Projects

BEMORE faculty members are working in the following areas

2022 REU students engaged in the following projects:

In aquaculture, copper-based antifouling paints and antibiotics are both used to ensure the health and safety of seafood products grown in high-density conditions. The co-selection of copper and antibiotic resistance in aquaculture operations represents a major public health concern that also impacts grand challenges in food security. The main objectives of this project are to (i) determine whether copper-based antifouling paints select for antibiotic resistance and (ii) identify the biodegradation kinetics and transformation products of three highly-important antibiotics used in US aquaculture (i.e., oxytetracycline, sulfadimethoxine, ormetoprim).
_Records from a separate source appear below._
#![allow(dead_code)]

use std::collections::HashSet;
use std::sync::{Arc, Mutex};

use axum::body::{Body, Bytes};
use axum::http::{header, HeaderMap, Method, Request, StatusCode};
use axum::Router;
use chrono::{DateTime, TimeZone, Utc};
use http_body_util::BodyExt;
use serde_json::Value;
use tower::ServiceExt;

use ercole_api::auth::BasicAuthProvider;
use ercole_api::config::Configuration;
use ercole_api::export::XLSX_CONTENT_TYPE;
use ercole_api::http::{create_router, AppState};
use ercole_api::model::User;
use ercole_api::service::{ApiService, Clock, LocalService};

/// Instant every test request sees as "now".
pub fn test_now() -> DateTime<Utc> {
    Utc.with_ymd_and_hms(2019, 11, 5, 14, 2, 3).unwrap()
}

/// Non-admin account seeded in every [`TestApp`].
pub const PLAIN_USER: &str = "mario";
pub const PLAIN_PASSWORD: &str = "rossi";

/// Router over a fresh [`LocalService`], plus tokens to call it with.
pub struct TestApp {
    pub service: LocalService,
    pub router: Router,
    pub admin_token: String,
    pub user_token: String,
}

impl TestApp {
    pub fn new() -> Self {
        Self::with_config(Configuration::default())
    }

    pub fn read_only() -> Self {
        let mut config = Configuration::default();
        config.api_service.read_only = true;
        Self::with_config(config)
    }

    pub fn with_config(mut config: Configuration) -> Self {
        config.api_service.authentication_provider.secret_key = "test-secret".to_string();

        let clock: Clock = Arc::new(test_now);
        let service = LocalService::new().recording().with_clock(clock.clone());
        service.seed_user(User {
            username: PLAIN_USER.to_string(),
            password: PLAIN_PASSWORD.to_string(),
            ..Default::default()
        });

        let shared: Arc<dyn ApiService> = Arc::new(service.clone());
        let authenticator = BasicAuthProvider::new(
            config.api_service.authentication_provider.clone(),
            shared.clone(),
            clock.clone(),
        );
        let admin_token = authenticator
            .issue_token(&config.api_service.authentication_provider.username)
            .unwrap();
        let user_token = authenticator.issue_token(PLAIN_USER).unwrap();

        let state = AppState::new(config, shared, Arc::new(authenticator)).with_clock(clock);
        Self {
            service,
            router: create_router(state),
            admin_token,
            user_token,
        }
    }

    /// Send a request as the configured administrator.
    pub async fn send(&self, method: Method, uri: &str, body: Body) -> TestResponse {
        self.send_with(method, uri, body, &[]).await
    }

    pub async fn send_with(
        &self,
        method: Method,
        uri: &str,
        body: Body,
        headers: &[(header::HeaderName, &str)],
    ) -> TestResponse {
        let mut builder = Request::builder()
            .method(method)
            .uri(uri)
            .header(header::AUTHORIZATION, format!("Bearer {}", self.admin_token));
        for (name, value) in headers {
            builder = builder.header(name, *value);
        }
        self.call(builder.body(body).unwrap()).await
    }

    pub async fn send_as(&self, token: &str, method: Method, uri: &str, body: Body) -> TestResponse {
        let request = Request::builder()
            .method(method)
            .uri(uri)
            .header(header::AUTHORIZATION, format!("Bearer {}", token))
            .body(body)
            .unwrap();
        self.call(request).await
    }

    /// Send an already built request, untouched.
    pub async fn call(&self, request: Request<Body>) -> TestResponse {
        let response = self.router.clone().oneshot(request).await.unwrap();
        let status = response.status();
        let headers = response.headers().clone();
        let body = response.into_body().collect().await.unwrap().to_bytes();
        TestResponse { status, headers, body }
    }

    pub async fn get(&self, uri: &str) -> TestResponse {
        self.send(Method::GET, uri, Body::empty()).await
    }

    pub async fn get_xlsx(&self, uri: &str) -> TestResponse {
        self.send_with(Method::GET, uri, Body::empty(), &[(header::ACCEPT, XLSX_CONTENT_TYPE)])
            .await
    }

    pub async fn delete(&self, uri: &str) -> TestResponse {
        self.send(Method::DELETE, uri, Body::empty()).await
    }

    pub async fn post_json(&self, uri: &str, body: Value) -> TestResponse {
        self.send(Method::POST, uri, Body::from(body.to_string())).await
    }

    pub async fn put_json(&self, uri: &str, body: Value) -> TestResponse {
        self.send(Method::PUT, uri, Body::from(body.to_string())).await
    }

    pub async fn post_text(&self, uri: &str, text: &str) -> TestResponse {
        self.send(Method::POST, uri, Body::from(text.to_string())).await
    }
}

pub struct TestResponse {
    pub status: StatusCode,
    pub headers: HeaderMap,
    pub body: Bytes,
}

impl TestResponse {
    pub fn json(&self) -> Value {
        serde_json::from_slice(&self.body).unwrap()
    }

    /// `error` field of an error body.
    pub fn error(&self) -> String {
        self.json()["error"].as_str().unwrap_or_default().to_string()
    }

    pub fn message(&self) -> String {
        self.json()["message"].as_str().unwrap_or_default().to_string()
    }

    pub fn content_type(&self) -> &str {
        self.headers
            .get(header::CONTENT_TYPE)
            .and_then(|v| v.to_str().ok())
            .unwrap_or_default()
    }
}

/// Read the first sheet of a workbook back as rows of strings.
pub fn read_xlsx(bytes: &[u8]) -> Vec<Vec<String>> {
    use calamine::{Reader, Xlsx};

    let mut workbook: Xlsx<_> = Xlsx::new(std::io::Cursor::new(bytes.to_vec())).unwrap();
    let range = workbook.worksheet_range_at(0).unwrap().unwrap();
    range
        .rows()
        .map(|row| row.iter().map(|cell| cell.to_string()).collect())
        .collect()
}

static ENV_LOCK: Mutex<()> = Mutex::new(());

/// Runs `f` with environment variables temporarily modified.
///
/// This is panic-safe (restores variables on unwind) and also serializes access to
/// process-global env vars to avoid flaky tests when Rust runs tests in parallel.
///
/// `changes` is a list of `(key, value)` pairs:
/// - `Some(v)` sets the variable to `v`
/// - `None` removes the variable
pub fn with_scoped_env<F, R>(changes: &[(&str, Option<&str>)], f: F) -> R
where
    F: FnOnce() -> R,
{
    let _lock = ENV_LOCK.lock().unwrap_or_else(|poisoned| poisoned.into_inner());
    let _guard = ScopedEnv::new(changes);
    f()
}

struct ScopedEnv {
    snapshot: Vec<(String, Option<String>)>,
}

impl ScopedEnv {
    fn new(changes: &[(&str, Option<&str>)]) -> Self {
        let keys: HashSet<&str> = changes.iter().map(|(k, _)| *k).collect();
        let snapshot = keys
            .into_iter()
            .map(|k| (k.to_string(), std::env::var(k).ok()))
            .collect::<Vec<_>>();

        for (k, v) in changes {
            match v {
                Some(val) => std::env::set_var(k, val),
                None => std::env::remove_var(k),
            }
        }

        Self { snapshot }
    }
}

impl Drop for ScopedEnv {
    fn drop(&mut self) {
        for (k, v) in self.snapshot.drain(..) {
            match v {
                Some(val) => std::env::set_var(&k, val),
                None => std::env::remove_var(&k),
            }
        }
    }
}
We will evaluate these objectives in batch reactors containing A. macleodii cultures, other marine organisms, copper-painted and unpainted coupons, the antibiotics of concern, and marine water matrices. We hypothesize that copper-treated coupons will select for microbial communities with different genetic and functional capabilities than unpainted coupons, increasing the presence of antimicrobial resistance genes and the rate of antibiotic metabolism in biofilms on the copper-painted coupons. To test the hypothesis, REU students will address the following research questions:

  • How do gene expression profiles and antibiotic resistance differ in pure cultures of macleodii grown in the presence and absence of copper? Does continuous copper exposure increase antibiotic resistance? Can resistance be transferred to other marine bacteria?
  • Are oxytetracycline, sulfadimethoxine, and ormetoprim metabolized by macleodii? What are the half-lives of antibiotics in aquatic systems containing copper-painted and unpainted coupons? Do antibiotic degradation products retain antimicrobial activity?

Example of Blaney’s work on antibiotics (click image to go to paper, email for pdf)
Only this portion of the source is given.